Coachella promoters win restraining order against Live Nation over ‘copycat’ festival
A U.S. court has sided with the promoters of Coachella music festival today, issuing a restraining order preventing Live Nation from selling tickets to a ‘rival’ New Year’s Eve event.
The decision, handed down by U.S. District Judge R. Gary Klausner on Monday local time, ruled that planned New Year’s Eve event Coachella Day One 22 would likely confuse people into thinking it was connected with the popular yearly festival.

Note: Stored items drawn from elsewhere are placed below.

//! Common types and data structures used across the clicker firmware
//!
//! This module contains the value types that cross sequencer boundaries:
//! the crate error, button identities and events, LED selection, patterns and
//! colors, and the completion callback signature.

use core::fmt;

/// Errors reported synchronously by the command APIs and internally by the
/// peripheral drivers.
#[derive(Debug, Clone, Copy, PartialEq, Eq)]
#[cfg_attr(feature = "defmt", derive(defmt::Format))]
pub enum Error {
    /// Peripheral absent or failed to initialize; the owning module is disabled
    DeviceNotReady,
    /// A register access or output channel update failed mid-sequence
    Protocol,
    /// Out-of-range or unknown argument; nothing was queued
    InvalidParameter,
    /// The command queue has no free slot
    QueueFull,
}

impl fmt::Display for Error {
    fn fmt(&self, f: &mut fmt::Formatter<'_>) -> fmt::Result {
        let msg = match self {
            Error::DeviceNotReady => "device not ready",
            Error::Protocol => "peripheral protocol error",
            Error::InvalidParameter => "invalid parameter",
            Error::QueueFull => "command queue full",
        };
        f.write_str(msg)
    }
}

/// Called exactly once for every accepted lighting or speaker command.
///
/// `aborted` is `true` when the sequence was superseded or failed, `false`
/// when it ran to its natural end.
pub type FinishedCallback = fn(aborted: bool);

/// Number of physical buttons on the device
pub const BUTTON_COUNT: usize = 6;

/// The six buttons, in board order. `Shift` is the modifier button.
#[derive(Debug, Clone, Copy, PartialEq, Eq)]
#[cfg_attr(feature = "defmt", derive(defmt::Format))]
pub enum Button {
    Btn1,
    Btn2,
    Btn3,
    Btn4,
    Btn5,
    Shift,
}

impl Button {
    /// All buttons in scan order
    pub const ALL: [Button; BUTTON_COUNT] = [
        Button::Btn1,
        Button::Btn2,
        Button::Btn3,
        Button::Btn4,
        Button::Btn5,
        Button::Shift,
    ];

    /// Zero-based index of the button in [`Button::ALL`]
    pub const fn index(self) -> usize {
        self as usize
    }

    /// One-based label used in log lines, matching the silkscreen
    pub const fn number(self) -> u8 {
        self as u8 + 1
    }
}

impl TryFrom<u8> for Button {
    type Error = Error;

    fn try_from(value: u8) -> Result<Self, Self::Error> {
        Button::ALL
            .get(value as usize)
            .copied()
            .ok_or(Error::InvalidParameter)
    }
}

/// A classified press, produced by the button sequencer.
#[derive(Debug, Clone, Copy, PartialEq, Eq)]
#[cfg_attr(feature = "defmt", derive(defmt::Format))]
pub struct ButtonEvent {
    pub button: Button,
    pub is_long_press: bool,
    /// Short presses of `Shift` directly preceding this event
    pub preceding_short_shift_presses: u32,
}

/// RGB indicator selection. Only one indicator animates at a time.
#[derive(Debug, Clone, Copy, PartialEq, Eq)]
#[cfg_attr(feature = "defmt", derive(defmt::Format))]
pub enum Led {
    D1,
    D2,
}

impl TryFrom<u8> for Led {
    type Error = Error;

    fn try_from(value: u8) -> Result<Self, Self::Error> {
        match value {
            0 => Ok(Led::D1),
            1 => Ok(Led::D2),
            _ => Err(Error::InvalidParameter),
        }
    }
}

/// The three animation kinds the lighting driver is programmed with.
#[derive(Debug, Clone, Copy, PartialEq, Eq)]
#[cfg_attr(feature = "defmt", derive(defmt::Format))]
pub enum Pattern {
    Solid,
    Flash,
    Breathe,
}

impl TryFrom<u8> for Pattern {
    type Error = Error;

    fn try_from(value: u8) -> Result<Self, Self::Error> {
        match value {
            0 => Ok(Pattern::Solid),
            1 => Ok(Pattern::Flash),
            2 => Ok(Pattern::Breathe),
            _ => Err(Error::InvalidParameter),
        }
    }
}

/// 8-bit per channel color
#[derive(Debug, Clone, Copy, PartialEq, Eq, Default)]
#[cfg_attr(feature = "defmt", derive(defmt::Format))]
pub struct Color {
    pub r: u8,
    pub g: u8,
    pub b: u8,
}

impl Color {
    pub const OFF: Color = Color::rgb(0, 0, 0);

    pub const fn rgb(r: u8, g: u8, b: u8) -> Self {
        Self { r, g, b }
    }

    /// Channel brightnesses in R, G, B order
    pub const fn channels(self) -> [u8; 3] {
        [self.r, self.g, self.b]
    }
}

/// How many times a pattern plays.
#[derive(Debug, Clone, Copy, PartialEq, Eq)]
#[cfg_attr(feature = "defmt", derive(defmt::Format))]
pub enum Repeat {
    /// Stop the current pattern and power the driver down
    Stop,
    /// Play `1..=15` times
    Times(u8),
    /// Play until superseded
    Infinite,
}

impl Repeat {
    pub const MAX_TIMES: u8 = 15;
}

impl TryFrom<i32> for Repeat {
    type Error = Error;

    /// `-1` is infinite, `0` stops, `1..=15` is a finite count.
    fn try_from(value: i32) -> Result<Self, Self::Error> {
        match value {
            -1 => Ok(Repeat::Infinite),
            0 => Ok(Repeat::Stop),
            1..=15 => Ok(Repeat::Times(value as u8)),
            _ => Err(Error::InvalidParameter),
        }
    }
}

AEG-owned Goldenvoice sued Live Nation for trademark infringement last week, accusing the company of infringing its trademark rights to the ‘Coachella‘ name.
Although Live Nation is not the promoter of the event, the real promoters – the Twenty-Nine Palms Band of Mission Indians, a Native American tribe that owns venue Coachella Crossroads – could not be named because the tribe is shielded from legal action due to sovereign immunity.
Live Nation was instead accused of ‘contributory infringement’ for its role in advertising and selling tickets to the event via TicketMaster.
Today’s ruling was not based on the final merits of the lawsuit; instead, the ‘temporary’ restraining order will prevent the sale or advertisement of tickets whilst the case is further contested.
Live Nation had argued such an order was unnecessary as 20-year-old festival Coachella was unlikely to suffer much detriment from a similar-sounding event, but the judge had a different point of view.
“Live Nation advances only one, uncompelling argument [that] Coachella’s incredible success demonstrates that its reputation will not suffer material harm from [a] ‘one-night New Year’s celebration,’” he wrote.
“This argument is simply unpersuasive.”
He ruled that Goldenvoice will likely eventually win the whole lawsuit, and that it would suffer ‘irreparable harm’ should the event continue under the Coachella Day One 22 moniker.
Goldenvoice is also suing Bluehost, the web host provider for the domain name ‘coachellacrossroads.com’.
The lawsuit contends that “Twenty-Nine Palms has gone to great lengths to imitate” Coachella and its associated trademarks.
Goldenvoice says it doesn’t mind if the tribe hosts a festival or events at its venue – as long as they don’t mention ‘Coachella‘.
The event can – and will – still go ahead.
Live Nation had already re-branded it as Day One 22, well before today’s decision.
Lil Wayne has replaced Saweetie as a headliner for the event, which will also feature DJ Diesel (the DJ persona of basketball Shaquille O’Neal), E-40 and Getter.
Although they were never the promoters of the event, Live Nation found their stocks dropping hard last week.
According to data from S&P Global Market Intelligence, shares of Live Nation Entertainment dropped 9.4 per cent between close of trade Friday 10th and Friday 17th December.